Mindset Articles

Time Management Techniques to Have a Productive Week

Time Management Techniques to Have a Productive Week

Do you often wish you had more minutes in your day? We have so many demands on our time that we’re frequently stressed from trying to manage them all. Instead of trying to manage all those demands, focus on managing your time. Here are some of our best time management techniques and tips to get you through the week.

Prioritize and protect

Not everything you have to do is of equal importance or urgency. Our natural tendency is to want to deal with whatever is in front of us at the moment or to appease whatever “squeaky wheel” is nagging us. By doing so, we end up spending a lot of time on little things and neglect the big things we really want to accomplish.

Time management guru Stephen Covey built his whole approach around one simple idea: “The key is not to prioritize what’s on your schedule, but to schedule your priorities.” Rather than respond immediately to the latest crisis, communication or complaint, note them down on a to-do list and determine later in what order you will address them or to whom you will delegate them.

To ensure you have time for that, use the time blocking method to portion out your day and your week. As the name suggests, this method involves setting aside blocks of time to attend to certain tasks or activities. For example, you could set aside 30 minutes at the beginning or end of each day to review your to-do lists and prioritize what you will do that day or the next. Block out time for meetings; for responding to phone calls, emails and texts; for attending to business matters; for marketing and networking; for goal setting and goal monitoring; and, of course, for projects and project-related activities. Don’t forget to set aside blocks of time for other things in your life, like family, friends and self-care.

Time blocking not only helps to protect your time and to reduce wasted time, but it also reduces stress that can arise when we feel like we should be doing something else while we’re engaged in another task or activity. Like the to-do list, time blocking gives you permission and confidence to say “I will attend to that later,” knowing that you’ve already made time to ensure that happens.

Whatever way you prefer to manage your time, there are a number and variety of tools and apps to help you do so. Some are more visual, and some more text-oriented. You may prefer to use a daily planner with color codes for different tasks and activities. Or, you could use one of any number of time management software products or smart device apps – most allow you to create reminders, so you can “set it and forget it” until later. Some people like to use both. The important thing is to use them consistently and make them part of your daily routine.

Routinize and repurpose

The idea of following a routine is somewhat abhorrent to creatives, but there is something to be said for not having to reinvent the wheel all the time. Most of us have some sort of morning routine to help us get up and going without too much dawdling. Similarly, we may have weekly routines to help us manage household chores efficiently, like when we do the grocery shopping or the laundry.

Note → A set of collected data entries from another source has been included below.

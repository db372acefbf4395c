use super::draw::Draw;
use super::render::{ConstructRegistry, RenderContext};
use super::{Token, TokenInfo};
use crate::dialect::Dialect;
use crate::error::Result;
use crate::keywords::KeywordCatalog;
use rand::RngCore;
use sql_datagen::{Table, ValueGenerator};

/// One construct rendered for both dialects from a single draw.
#[derive(Debug, Clone, PartialEq)]
pub struct RenderedPair {
    pub draw: Draw,
    pub postgres: Token,
    pub bigquery: Token,
}

impl RenderedPair {
    pub fn get(&self, dialect: Dialect) -> &Token {
        match dialect {
            Dialect::Postgres => &self.postgres,
            Dialect::BigQuery => &self.bigquery,
        }
    }
}

/// Turns [`TokenInfo`] requests into dialect tokens.
///
/// Holds no per-statement state: the table and catalog are borrowed per call
/// and the only mutable input is the random source.
#[derive(Default)]
pub struct TokenGenerator {
    values: ValueGenerator,
    registry: ConstructRegistry,
}

impl TokenGenerator {
    pub fn new() -> Self {
        Self::default()
    }

    pub fn with_values(mut self, values: ValueGenerator) -> Self {
        self.values = values;
        self
    }

    pub fn with_registry(mut self, registry: ConstructRegistry) -> Self {
        self.registry = registry;
        self
    }

    pub fn registry(&self) -> &ConstructRegistry {
        &self.registry
    }

    pub fn registry_mut(&mut self) -> &mut ConstructRegistry {
        &mut self.registry
    }

    fn context<'a>(
        &'a self,
        table: &'a Table,
        catalog: &'a dyn KeywordCatalog,
    ) -> RenderContext<'a> {
        RenderContext {
            table,
            catalog,
            values: &self.values,
        }
    }

    /// Make every random choice `info` needs.
    pub fn draw<R: RngCore + ?Sized>(
        &self,
        info: &TokenInfo,
        table: &Table,
        catalog: &dyn KeywordCatalog,
        rng: &mut R,
    ) -> Result<Draw> {
        let construct = self.registry.get(info.token_type)?;
        let mut rng = rng;
        construct.draw(info, &self.context(table, catalog), &mut rng)
    }

    /// Render a previous draw for one dialect. Consumes no randomness.
    pub fn render(
        &self,
        info: &TokenInfo,
        draw: &Draw,
        table: &Table,
        catalog: &dyn KeywordCatalog,
        dialect: Dialect,
    ) -> Result<Token> {
        let construct = self.registry.get(info.token_type)?;
        let text = construct.render(info, draw, &self.context(table, catalog), dialect)?;
        Ok(Token {
            text,
            token_type: info.token_type,
            dialect,
        })
    }

    /// Draw once and render for both dialects.
    pub fn generate<R: RngCore + ?Sized>(
        &self,
        info: &TokenInfo,
        table: &Table,
        catalog: &dyn KeywordCatalog,
        rng: &mut R,
    ) -> Result<RenderedPair> {
        let draw = self.draw(info, table, catalog, rng)?;
        let postgres = self.render(info, &draw, table, catalog, Dialect::Postgres)?;
        let bigquery = self.render(info, &draw, table, catalog, Dialect::BigQuery)?;
        Ok(RenderedPair {
            draw,
            postgres,
            bigquery,
        })
    }
}
impl Construct for BoundedInteger {
    fn token_type(&self) -> TokenType {
        self.0
    }

    fn draw(&self, info: &TokenInfo, _: &RenderContext<'_>, rng: &mut dyn RngCore) -> Result<Draw> {
        let bound = info.params.bound.unwrap_or(DEFAULT_BOUND);
        Ok(Draw::Integer(random_integer(bound, rng)?))
    }

    fn render(
        &self,
        _: &TokenInfo,
        draw: &Draw,
        _: &RenderContext<'_>,
        _: Dialect,
    ) -> Result<String> {
        match draw {
            Draw::Integer(n) => Ok(n.to_string()),
            other => Err(mismatched(self.0, other)),
        }
    }
}
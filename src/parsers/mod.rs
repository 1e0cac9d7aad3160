use flate2::read::GzDecoder;
use rayon::prelude::*;
use serde::{Deserialize, Serialize};
use std::collections::HashSet;
use std::fs::File;
use std::io::{BufRead, BufReader};
use std::path::{Path, PathBuf};
use tracing::{debug, warn};

use crate::error::{BloodBankError, Result};
use crate::inventory::DEFAULT_SHELF_LIFE_DAYS;
use crate::types::*;

pub mod csv_parser;
pub mod json_parser;

pub use csv_parser::CsvRegistryParser;
pub use json_parser::JsonRegistryParser;

/// Registry file encodings
#[derive(Debug, Clone, Copy, PartialEq, Eq)]
pub enum RegistryFormat {
    Csv,
    Json,
}

impl RegistryFormat {
    /// Detect the format from the file name, looking through a trailing `.gz`
    pub fn from_path(path: &Path) -> Option<Self> {
        let name = path.file_name()?.to_string_lossy().to_lowercase();
        let name = name.strip_suffix(".gz").unwrap_or(&name);

        if name.ends_with(".csv") {
            Some(RegistryFormat::Csv)
        } else if name.ends_with(".json") {
            Some(RegistryFormat::Json)
        } else {
            None
        }
    }
}

/// Donors and donations loaded from one or more registry files
#[derive(Debug, Clone, Default, Serialize, Deserialize)]
pub struct ParsedRegistry {
    pub source: String,
    pub donors: Vec<Donor>,
    pub donations: Vec<Donation>,
}

impl ParsedRegistry {
    pub fn new(source: impl Into<String>) -> Self {
        Self {
            source: source.into(),
            ..Self::default()
        }
    }

    pub fn merge(&mut self, other: ParsedRegistry) {
        if self.source.is_empty() {
            self.source = other.source;
        } else if !other.source.is_empty() {
            self.source = format!("{}, {}", self.source, other.source);
        }
        self.donors.extend(other.donors);
        self.donations.extend(other.donations);
    }

    pub fn is_empty(&self) -> bool {
        self.donors.is_empty() && self.donations.is_empty()
    }

    pub fn donor(&self, id: u64) -> Option<&Donor> {
        self.donors.iter().find(|d| d.id == id)
    }

    /// Fail on the first donation whose donor is not in the registry
    pub fn check_donors(&self) -> Result<()> {
        let known: HashSet<u64> = self.donors.iter().map(|d| d.id).collect();
        match self.donations.iter().find(|d| !known.contains(&d.donor_id)) {
            Some(orphan) => Err(BloodBankError::UnknownDonor {
                donation_id: orphan.id,
                donor_id: orphan.donor_id,
            }),
            None => Ok(()),
        }
    }

    /// Drop donations whose donor is not in the registry, returning how many
    /// were dropped. Registries without any donors are left untouched.
    pub fn retain_known_donors(&mut self) -> usize {
        if self.donors.is_empty() {
            return 0;
        }

        let known: HashSet<u64> = self.donors.iter().map(|d| d.id).collect();
        let before = self.donations.len();
        self.donations.retain(|donation| {
            let found = known.contains(&donation.donor_id);
            if !found {
                warn!(
                    "Skipping donation {}: donor {} not found",
                    donation.id, donation.donor_id
                );
            }
            found
        });
        before - self.donations.len()
    }

    /// Validate donations and fill in missing validity dates
    pub(crate) fn finalize(&mut self, shelf_life_days: i64) -> Result<()> {
        for donation in &mut self.donations {
            donation.validate()?;
            donation.apply_shelf_life(shelf_life_days)?;
        }
        Ok(())
    }
}

/// Common interface of the per-format parsers
pub trait RegistryDataParser {
    fn parse(&self, path: &Path) -> Result<ParsedRegistry>;
}

/// Open a registry file, transparently decompressing `.gz`
pub fn open_file(path: &Path) -> Result<Box<dyn BufRead + Send>> {
    let file = File::open(path)?;

    let is_gzip = path
        .extension()
        .map(|ext| ext.eq_ignore_ascii_case("gz"))
        .unwrap_or(false);

    if is_gzip {
        Ok(Box::new(BufReader::new(GzDecoder::new(file))))
    } else {
        Ok(Box::new(BufReader::new(file)))
    }
}

/// Dispatches registry files to the parser for their format
pub struct RegistryParser {
    shelf_life_days: i64,
}

impl Default for RegistryParser {
    fn default() -> Self {
        Self::new(DEFAULT_SHELF_LIFE_DAYS)
    }
}

impl RegistryParser {
    pub fn new(shelf_life_days: i64) -> Self {
        Self { shelf_life_days }
    }

    pub fn parse(&self, path: &Path) -> Result<ParsedRegistry> {
        let format = RegistryFormat::from_path(path)
            .ok_or_else(|| BloodBankError::UnrecognizedRegistry(path.display().to_string()))?;

        debug!("Parsing {} as {:?}", path.display(), format);

        let parser: Box<dyn RegistryDataParser> = match format {
            RegistryFormat::Csv => Box::new(CsvRegistryParser::new()),
            RegistryFormat::Json => Box::new(JsonRegistryParser::new()),
        };
        let mut registry = parser.parse(path)?;
        registry.finalize(self.shelf_life_days)?;

        debug!(
            "{}: {} donor(s), {} donation(s)",
            path.display(),
            registry.donors.len(),
            registry.donations.len()
        );
        Ok(registry)
    }

    /// Parse files in parallel and merge them in input order.
    /// Files that fail to parse are logged and skipped, as are donations
    /// from a donor missing from the merged registry.
    pub fn parse_many(&self, paths: &[PathBuf]) -> ParsedRegistry {
        let parsed: Vec<ParsedRegistry> = paths
            .par_iter()
            .filter_map(|path| match self.parse(path) {
                Ok(registry) => Some(registry),
                Err(e) => {
                    warn!("Failed to parse {}: {}", path.display(), e);
                    None
                }
            })
            .collect();

        let mut merged = ParsedRegistry::default();
        for registry in parsed {
            merged.merge(registry);
        }
        merged.retain_known_donors();
        merged
    }
}
use chrono::{Days, NaiveDate};
use serde::{Deserialize, Deserializer, Serialize};
use std::collections::BTreeMap;
use std::fmt;
use std::str::FromStr;

use crate::error::{BloodBankError, Result};

/// ABO/Rh blood type
///
/// Variants are declared in the canonical display order, so the derived
/// `Ord` sorts maps and tables the same way the reference grid does.
#[derive(Debug, Clone, Copy, PartialEq, Eq, PartialOrd, Ord, Hash, Serialize, Deserialize)]
#[serde(try_from = "String", into = "String")]
pub enum BloodType {
    APos,
    ANeg,
    BPos,
    BNeg,
    AbPos,
    AbNeg,
    OPos,
    ONeg,
}

impl BloodType {
    pub const ALL: [BloodType; 8] = [
        BloodType::APos,
        BloodType::ANeg,
        BloodType::BPos,
        BloodType::BNeg,
        BloodType::AbPos,
        BloodType::AbNeg,
        BloodType::OPos,
        BloodType::ONeg,
    ];

    /// Canonical code, e.g. `AB_NEG`
    pub fn code(&self) -> &'static str {
        match self {
            BloodType::APos => "A_POS",
            BloodType::ANeg => "A_NEG",
            BloodType::BPos => "B_POS",
            BloodType::BNeg => "B_NEG",
            BloodType::AbPos => "AB_POS",
            BloodType::AbNeg => "AB_NEG",
            BloodType::OPos => "O_POS",
            BloodType::ONeg => "O_NEG",
        }
    }

    /// Clinical symbol, e.g. `AB-`
    pub fn symbol(&self) -> &'static str {
        match self {
            BloodType::APos => "A+",
            BloodType::ANeg => "A-",
            BloodType::BPos => "B+",
            BloodType::BNeg => "B-",
            BloodType::AbPos => "AB+",
            BloodType::AbNeg => "AB-",
            BloodType::OPos => "O+",
            BloodType::ONeg => "O-",
        }
    }

    pub fn is_rh_positive(&self) -> bool {
        matches!(
            self,
            BloodType::APos | BloodType::BPos | BloodType::AbPos | BloodType::OPos
        )
    }
}

impl FromStr for BloodType {
    type Err = BloodBankError;

    fn from_str(s: &str) -> Result<Self> {
        let wanted = s.trim();
        BloodType::ALL
            .into_iter()
            .find(|t| t.code().eq_ignore_ascii_case(wanted) || t.symbol().eq_ignore_ascii_case(wanted))
            .ok_or_else(|| BloodBankError::InvalidBloodType(s.to_string()))
    }
}

impl TryFrom<String> for BloodType {
    type Error = BloodBankError;

    fn try_from(value: String) -> Result<Self> {
        value.parse()
    }
}

impl From<BloodType> for String {
    fn from(value: BloodType) -> Self {
        value.code().to_string()
    }
}

impl fmt::Display for BloodType {
    fn fmt(&self, f: &mut fmt::Formatter<'_>) -> fmt::Result {
        f.write_str(self.symbol())
    }
}

/// One cell of the donor x recipient grid
#[derive(Debug, Clone, Copy, PartialEq, Eq, Serialize, Deserialize)]
pub struct CompatibilityEntry {
    pub donor: BloodType,
    pub recipient: BloodType,
    pub compatible: bool,
}

/// Verdict for a single selected donor/recipient pair
#[derive(Debug, Clone, Copy, PartialEq, Eq, Serialize, Deserialize)]
pub struct PairVerdict {
    pub donor: BloodType,
    pub recipient: BloodType,
    pub compatible: bool,
}

impl PairVerdict {
    pub fn message(&self) -> &'static str {
        if self.compatible {
            "COMPATIBLE - the donation can proceed"
        } else {
            "INCOMPATIBLE - the donation is not safe"
        }
    }
}

/// Row of the selection table: how one blood type relates to the selected pair
#[derive(Debug, Clone, Copy, PartialEq, Eq, Serialize, Deserialize)]
pub struct SelectionRow {
    pub blood_type: BloodType,
    /// Whether this type may receive blood from the selected donor
    pub receives_from_donor: bool,
    /// Whether this type may donate to the selected recipient
    pub donates_to_recipient: bool,
}

/// Registered donor
#[derive(Debug, Clone, PartialEq, Serialize, Deserialize)]
pub struct Donor {
    pub id: u64,
    pub name: String,
    #[serde(default)]
    pub blood_type: Option<BloodType>,
    #[serde(default)]
    pub document: Option<String>,
    #[serde(default)]
    pub city: Option<String>,
    #[serde(default)]
    pub state: Option<String>,
}

impl Donor {
    pub fn location(&self) -> String {
        match (&self.city, &self.state) {
            (Some(city), Some(state)) => format!("{}/{}", city, state),
            (Some(city), None) => city.clone(),
            (None, Some(state)) => state.clone(),
            (None, None) => "Location not provided".to_string(),
        }
    }
}

#[derive(
    Debug, Clone, Copy, PartialEq, Eq, Default, Serialize, Deserialize, clap::ValueEnum,
)]
#[serde(rename_all = "SCREAMING_SNAKE_CASE")]
pub enum DonationStatus {
    #[default]
    Available,
    Used,
    Expired,
}

/// A single collected donation
#[derive(Debug, Clone, PartialEq, Serialize, Deserialize)]
pub struct Donation {
    pub id: u64,
    pub donor_id: u64,
    pub blood_type: BloodType,
    pub quantity_ml: f64,
    pub donated_on: NaiveDate,
    #[serde(default)]
    pub valid_until: Option<NaiveDate>,
    #[serde(default, deserialize_with = "status_or_default")]
    pub status: DonationStatus,
}

/// An empty status cell means the same as a missing one
fn status_or_default<'de, D>(deserializer: D) -> std::result::Result<DonationStatus, D::Error>
where
    D: Deserializer<'de>,
{
    Ok(Option::<DonationStatus>::deserialize(deserializer)?.unwrap_or_default())
}

/// `donated_on` plus the shelf life, `None` when the date is out of range
pub fn expiry_date(donated_on: NaiveDate, shelf_life_days: i64) -> Option<NaiveDate> {
    let days = u64::try_from(shelf_life_days).ok()?;
    donated_on.checked_add_days(Days::new(days))
}

impl Donation {
    pub fn new(
        id: u64,
        donor_id: u64,
        blood_type: BloodType,
        quantity_ml: f64,
        donated_on: NaiveDate,
        shelf_life_days: i64,
    ) -> Self {
        Self {
            id,
            donor_id,
            blood_type,
            quantity_ml,
            donated_on,
            valid_until: expiry_date(donated_on, shelf_life_days),
            status: DonationStatus::Available,
        }
    }

    pub fn validate(&self) -> Result<()> {
        if !self.quantity_ml.is_finite() || self.quantity_ml <= 0.0 {
            return Err(BloodBankError::InvalidQuantity(self.quantity_ml));
        }
        Ok(())
    }

    /// Fill in `valid_until` from the shelf life when the record has none
    pub fn apply_shelf_life(&mut self, shelf_life_days: i64) -> Result<()> {
        if self.valid_until.is_none() {
            let valid_until = expiry_date(self.donated_on, shelf_life_days).ok_or(
                BloodBankError::ValidityOutOfRange {
                    id: self.id,
                    donated_on: self.donated_on,
                },
            )?;
            self.valid_until = Some(valid_until);
        }
        Ok(())
    }

    pub fn is_available(&self) -> bool {
        self.status == DonationStatus::Available
    }
}

/// Stock held for one blood type, counted in bags
#[derive(Debug, Clone, PartialEq, Serialize, Deserialize)]
pub struct StockLevel {
    pub blood_type: BloodType,
    pub bags: u32,
    pub minimum_bags: u32,
    pub updated_on: NaiveDate,
}

impl StockLevel {
    pub fn is_low(&self) -> bool {
        self.bags <= self.minimum_bags
    }
}

#[derive(Debug, Clone, Copy, PartialEq, Eq, Serialize, Deserialize)]
#[serde(rename_all = "SCREAMING_SNAKE_CASE")]
pub enum StockSituation {
    Normal,
    Alert,
}

#[derive(Debug, Clone, PartialEq, Serialize, Deserialize)]
pub struct StockAlert {
    pub low_stock: Vec<BloodType>,
    pub types_in_alert: usize,
    pub total_bags: u64,
    pub situation: StockSituation,
}

#[derive(Debug, Clone, PartialEq, Serialize, Deserialize)]
pub struct InventoryStatistics {
    pub total_bags: u64,
    pub total_donations: usize,
    pub available_donations: usize,
    pub available_by_type: BTreeMap<BloodType, usize>,
}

Creating procedures and processes for your business establishes routines for you and your team so you or they don’t have to stop and think each time what they are supposed to do, or how they are supposed to do it, or whose responsibility it is, or who to ask if there is a question or problem. Routines not only increase efficiency and productivity, they also help to reduce stress and errors that can arise when team members are unclear about what is expected of them.

Similarly, there’s something to be said for the old saying, “If ain’t broke, don’t fix it.” You don’t want to produce copycat designs, but why not repurpose office documents like spreadsheets, schedules, standard communications, client instructions, reports, etc.? Keep the format and refresh the data or information. You’ll save time and streamline your operations to focus on what really matters.

Buy time

When all else fails and you find yourself in a crunch, outsource. The rate you will pay will be a fraction of what your time is worth, and you will free yourself up to attend to those urgent and important items that require your experience and expertise. Another time-saving tip: Line up outsource and freelance resources in advance, so you can tap into them quickly when needed.

If you’re thinking you don’t have time to manage your time, do this little exercise. Go over what you did last week. How much time did you spend on the things that really mattered for your business, your clients, your family, and your life? How much time did you spend on little things, on things that could have waited, on things someone else could have done, on problems that didn’t need you to solve them? You’ll probably be surprised, and maybe inspired to be more proactive to safeguard your time.